記憶の片隅に─
11月2日 今日も何も無いつまらない一日だ。
と思っていたが、なぜかクラスメイトの”東雲 翼”に話しかけられた。彼曰く、僕は精神疾患らしい。
11月3日 今日は東雲がずっと話しかけてくる。彼に「なぜ?」と聞くと、顔を少し赤らめ友達になりたいと言う。"友達"という言葉はどこかで聞いた気がするが、それ以上何も思い浮かばなかった。
11月4日 今日も彼は話しかけてくる。少し面倒くささを覚えながらもなぜか話してしまっている自分がいる。友達という言葉の意味は解らないが彼となら友達になってもいいと思ってしまった。

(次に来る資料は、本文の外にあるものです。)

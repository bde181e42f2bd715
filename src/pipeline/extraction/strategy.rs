//! Ordered-fallback field extraction.
//!
//! Report layouts vary by vendor and even by cup lot, so every field is
//! recovered by an ordered list of named strategies. The first strategy whose
//! output passes the field's acceptance check wins.

use regex::Regex;

use crate::models::ExtractedField;

/// Report text pre-split into trimmed, non-empty lines.
#[derive(Debug, Clone)]
pub struct ReportText<'a> {
    text: &'a str,
    lines: Vec<&'a str>,
    header_lines: usize,
}

impl<'a> ReportText<'a> {
    pub fn new(text: &'a str, header_lines: usize) -> Self {
        let lines = text
            .lines()
            .map(str::trim)
            .filter(|l| !l.is_empty())
            .collect();
        Self {
            text,
            lines,
            header_lines,
        }
    }

    pub fn text(&self) -> &'a str {
        self.text
    }

    pub fn lines(&self) -> &[&'a str] {
        &self.lines
    }

    /// Leading lines where titles, clinic details and the collection date sit.
    pub fn header(&self) -> &[&'a str] {
        &self.lines[..self.header_lines.min(self.lines.len())]
    }

    /// Index of the first line matching `pattern`.
    pub fn find_line(&self, pattern: &Regex) -> Option<usize> {
        self.lines.iter().position(|l| pattern.is_match(l))
    }

    pub fn line_after(&self, index: usize) -> Option<&'a str> {
        self.lines.get(index + 1).copied()
    }

    pub fn line_before(&self, index: usize) -> Option<&'a str> {
        index.checked_sub(1).and_then(|i| self.lines.get(i).copied())
    }
}

/// A named way of pulling one field out of a report.
pub struct Strategy<T> {
    pub name: &'static str,
    pub extract: fn(&ReportText<'_>) -> Option<T>,
}

impl<T> Strategy<T> {
    pub const fn new(name: &'static str, extract: fn(&ReportText<'_>) -> Option<T>) -> Self {
        Self { name, extract }
    }
}

/// Winning value plus the strategy that produced it.
#[derive(Debug, Clone, PartialEq)]
pub struct StrategyHit<T> {
    pub value: T,
    pub strategy: &'static str,
}

/// Run `strategies` in order; the first candidate `accept` turns into a
/// value wins. A strategy that matches but yields an implausible candidate is
/// skipped, not fatal.
pub fn first_success<T, U>(
    field: ExtractedField,
    strategies: &[Strategy<T>],
    report: &ReportText<'_>,
    accept: impl Fn(T) -> Option<U>,
) -> Option<StrategyHit<U>> {
    for strategy in strategies {
        let Some(candidate) = (strategy.extract)(report) else {
            tracing::trace!(field = %field, strategy = strategy.name, "Strategy found nothing");
            continue;
        };
        match accept(candidate) {
            Some(value) => {
                tracing::debug!(field = %field, strategy = strategy.name, "Field extracted");
                return Some(StrategyHit {
                    value,
                    strategy: strategy.name,
                });
            }
            None => {
                tracing::debug!(field = %field, strategy = strategy.name, "Candidate rejected as implausible");
            }
        }
    }
    tracing::debug!(field = %field, "No strategy recovered field");
    None
}
use std::path::{Path, PathBuf};

use serde::{Deserialize, Serialize};
use thiserror::Error;

/// Application-level constants
pub const APP_NAME: &str = "Screenlab";
pub const APP_VERSION: &str = env!("CARGO_PKG_VERSION");

/// Civil zone every clinical timestamp is authored in, regardless of where
/// the host runs.
pub const DEFAULT_CLINIC_TIMEZONE: &str = "America/New_York";

/// Log filter used when `RUST_LOG` is unset.
pub fn default_log_filter() -> &'static str {
    "screenlab=info,warn"
}

/// Default location of the optional pipeline config file.
pub fn default_config_path() -> Option<PathBuf> {
    dirs::config_dir().map(|d| d.join("screenlab").join("pipeline.json"))
}

#[derive(Error, Debug)]
pub enum ConfigError {
    #[error("I/O error reading {path}: {source}")]
    Io {
        path: PathBuf,
        source: std::io::Error,
    },

    #[error("Malformed pipeline config: {0}")]
    Parse(#[from] serde_json::Error),

    #[error("Unknown clinic time zone '{0}'")]
    UnknownTimeZone(String),

    #[error("Invalid value for {field}: {reason}")]
    InvalidValue { field: &'static str, reason: String },
}

/// Tunables for report parsing. Every field has a default, so a config file
/// only needs to name what it overrides.
#[derive(Debug, Clone, PartialEq, Serialize, Deserialize)]
#[serde(default)]
pub struct PipelineConfig {
    /// IANA zone name collection times are interpreted in.
    pub clinic_timezone: String,
    /// Max characters after a substance alias searched for its outcome word.
    pub substance_window_chars: usize,
    /// Share of printable characters below which text is treated as binary.
    pub min_printable_ratio: f32,
    /// Shortest text (after trimming) accepted as a report.
    pub min_text_chars: usize,
    /// Lines from the top searched by header-only strategies.
    pub header_lines: usize,
}

impl Default for PipelineConfig {
    fn default() -> Self {
        Self {
            clinic_timezone: DEFAULT_CLINIC_TIMEZONE.into(),
            substance_window_chars: 80,
            min_printable_ratio: 0.85,
            min_text_chars: 20,
            header_lines: 15,
        }
    }
}

impl PipelineConfig {
    /// Reject values that would make parsing silently wrong.
    pub fn validate(&self) -> Result<(), ConfigError> {
        jiff::tz::TimeZone::get(&self.clinic_timezone)
            .map_err(|_| ConfigError::UnknownTimeZone(self.clinic_timezone.clone()))?;

        if self.substance_window_chars < 10 {
            return Err(ConfigError::InvalidValue {
                field: "substance_window_chars",
                reason: format!("{} is too small to reach an outcome word", self.substance_window_chars),
            });
        }
        if !(0.0..=1.0).contains(&self.min_printable_ratio) {
            return Err(ConfigError::InvalidValue {
                field: "min_printable_ratio",
                reason: format!("{} is not a ratio", self.min_printable_ratio),
            });
        }
        if self.header_lines == 0 {
            return Err(ConfigError::InvalidValue {
                field: "header_lines",
                reason: "must be at least 1".into(),
            });
        }
        Ok(())
    }
}

/// Load and validate a pipeline config from a JSON file.
pub fn load_config(path: &Path) -> Result<PipelineConfig, ConfigError> {
    let contents = std::fs::read_to_string(path).map_err(|source| ConfigError::Io {
        path: path.to_path_buf(),
        source,
    })?;
    let config: PipelineConfig = serde_json::from_str(&contents)?;
    config.validate()?;
    tracing::info!(path = %path.display(), timezone = %config.clinic_timezone, "Pipeline config loaded");
    Ok(config)
}

/// Load the config from [`default_config_path`], falling back to defaults
/// when no file exists there.
pub fn load_or_default() -> Result<PipelineConfig, ConfigError> {
    match default_config_path() {
        Some(path) if path.exists() => load_config(&path),
        _ => Ok(PipelineConfig::default()),
    }
}
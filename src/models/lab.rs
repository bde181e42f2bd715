use std::collections::{BTreeMap, BTreeSet};

use chrono::{DateTime, Utc};
use serde::{Deserialize, Serialize};

use super::enums::{Confidence, ConfirmationOutcome, ExtractedField, ReportKind};
use super::substance::CanonicalSubstance;

/// One laboratory confirmation line as read from a report.
#[derive(Debug, Clone, Copy, PartialEq, Eq, Serialize, Deserialize)]
pub struct ConfirmationFinding {
    pub substance: CanonicalSubstance,
    pub outcome: ConfirmationOutcome,
}

/// Mutable assembly area for the report parsers.
///
/// Turned into an [`ExtractedLabRecord`] once parsing is done, which is the
/// only place confidence gets computed.
#[derive(Debug, Clone, Default, Deserialize)]
pub struct LabRecordDraft {
    #[serde(default)]
    pub donor_name: Option<String>,
    #[serde(default)]
    pub collection_instant: Option<DateTime<Utc>>,
    #[serde(default)]
    pub detected_substances: BTreeSet<CanonicalSubstance>,
    #[serde(default)]
    pub screened_substances: BTreeSet<CanonicalSubstance>,
    #[serde(default)]
    pub is_dilute: bool,
    #[serde(default)]
    pub report_kind: Option<ReportKind>,
    #[serde(default)]
    pub confirmation_results: Vec<ConfirmationFinding>,
    /// Which named strategy produced each recovered field.
    #[serde(default)]
    pub field_strategies: BTreeMap<ExtractedField, String>,
    #[serde(default)]
    pub raw_text: String,
}

/// Structured output of parsing one report.
///
/// Fields are read-only so `confidence` can never drift from the fields it is
/// derived from. Deserializing goes through [`LabRecordDraft`], which discards
/// any stored confidence and recomputes it.
#[derive(Debug, Clone, PartialEq, Serialize, Deserialize)]
#[serde(from = "LabRecordDraft")]
pub struct ExtractedLabRecord {
    donor_name: Option<String>,
    collection_instant: Option<DateTime<Utc>>,
    detected_substances: BTreeSet<CanonicalSubstance>,
    screened_substances: BTreeSet<CanonicalSubstance>,
    is_dilute: bool,
    report_kind: ReportKind,
    confirmation_results: Vec<ConfirmationFinding>,
    confidence: Confidence,
    field_strategies: BTreeMap<ExtractedField, String>,
    raw_text: String,
}

impl From<LabRecordDraft> for ExtractedLabRecord {
    fn from(draft: LabRecordDraft) -> Self {
        let donor_name = draft
            .donor_name
            .map(|n| n.trim().to_string())
            .filter(|n| !n.is_empty());
        let confidence =
            Confidence::from_presence(donor_name.is_some(), draft.collection_instant.is_some());

        // Detected substances are a subset of those with any screen outcome.
        let mut screened_substances = draft.screened_substances;
        screened_substances.extend(draft.detected_substances.iter().copied());

        Self {
            donor_name,
            collection_instant: draft.collection_instant,
            detected_substances: draft.detected_substances,
            screened_substances,
            is_dilute: draft.is_dilute,
            report_kind: draft.report_kind.unwrap_or(ReportKind::InstantPanel),
            confirmation_results: draft.confirmation_results,
            confidence,
            field_strategies: draft.field_strategies,
            raw_text: draft.raw_text,
        }
    }
}

impl ExtractedLabRecord {
    pub fn donor_name(&self) -> Option<&str> {
        self.donor_name.as_deref()
    }

    pub fn collection_instant(&self) -> Option<DateTime<Utc>> {
        self.collection_instant
    }

    /// Substances with a positive-family screen outcome.
    pub fn detected_substances(&self) -> &BTreeSet<CanonicalSubstance> {
        &self.detected_substances
    }

    /// Substances with any explicit screen outcome, positive or negative.
    pub fn screened_substances(&self) -> &BTreeSet<CanonicalSubstance> {
        &self.screened_substances
    }

    pub fn is_dilute(&self) -> bool {
        self.is_dilute
    }

    pub fn report_kind(&self) -> ReportKind {
        self.report_kind
    }

    pub fn confirmation_results(&self) -> &[ConfirmationFinding] {
        &self.confirmation_results
    }

    pub fn confidence(&self) -> Confidence {
        self.confidence
    }

    pub fn extracted_fields(&self) -> impl Iterator<Item = ExtractedField> + '_ {
        self.field_strategies.keys().copied()
    }

    pub fn field_strategy(&self, field: ExtractedField) -> Option<&str> {
        self.field_strategies.get(&field).map(String::as_str)
    }

    pub fn raw_text(&self) -> &str {
        &self.raw_text
    }
}
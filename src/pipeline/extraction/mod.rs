pub mod types;
pub mod confidence;
pub mod sanitize;
pub mod normalize;
pub mod datetime;
pub mod strategy;
pub mod fields;
pub mod substances;
pub mod instant_panel;
pub mod lab_panel;
pub mod orchestrator;

pub use types::*;
pub use confidence::*;
pub use sanitize::*;
pub use normalize::{panel_substances, SubstanceTable};
pub use datetime::CollectionTimeResolver;
pub use instant_panel::InstantPanelParser;
pub use lab_panel::LabPanelParser;
pub use orchestrator::*;

use thiserror::Error;

use crate::config::ConfigError;

/// Hard failures: the input is not a readable drug-test report. No partial
/// record is ever returned alongside one of these.
#[derive(Error, Debug)]
pub enum ExtractionError {
    #[error("Report text is empty")]
    EmptyText,

    #[error("Text encoding error: {0}")]
    Encoding(String),

    #[error("Input is a raw PDF; run text extraction before parsing")]
    RawPdf,

    #[error("Report text is unreadable ({printable_ratio:.2} printable)")]
    Unreadable { printable_ratio: f32 },

    #[error("Report text too short ({chars} chars, need at least {min})")]
    TooShort { chars: usize, min: usize },

    #[error("No screening results found; not a drug-test report")]
    NoScreenResults,

    #[error("Configuration error: {0}")]
    Config(#[from] ConfigError),
}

11月23日 あれから学校では基本東雲と一緒に行動している。楽しいという感情がわかる気がしたから苦ではない。彼の声を聞く度少し懐かしさを覚える…
11月26日 月曜日という皆が口を揃えて言う最悪な曜日だ。だが僕はそう思わない、なぜなら東雲と話せるからだ。今日は東雲と連絡先を交換した。嬉しかった。
11月27日 今日はなぜか頭が痛い、低気圧だろうか?学校へ着き東雲と話し始めた瞬間、意識が飛んだ。
?月?日 またこの暗闇だ。だが今回ははっきりとわかったことがあった、それは東雲が心配してくれていることだ。
11月30日 目を覚ました。私、僕、俺…は誰だろう。自分の名前、住んでいる場所、通っている学校、そこへ転校したこと、東雲のこと全て覚えている。だけどそれ以上前の記憶が無かった─
12月1日 また検査をしたが、やはり異常はない。なぜ記憶が無いのか医師は分からないと言う。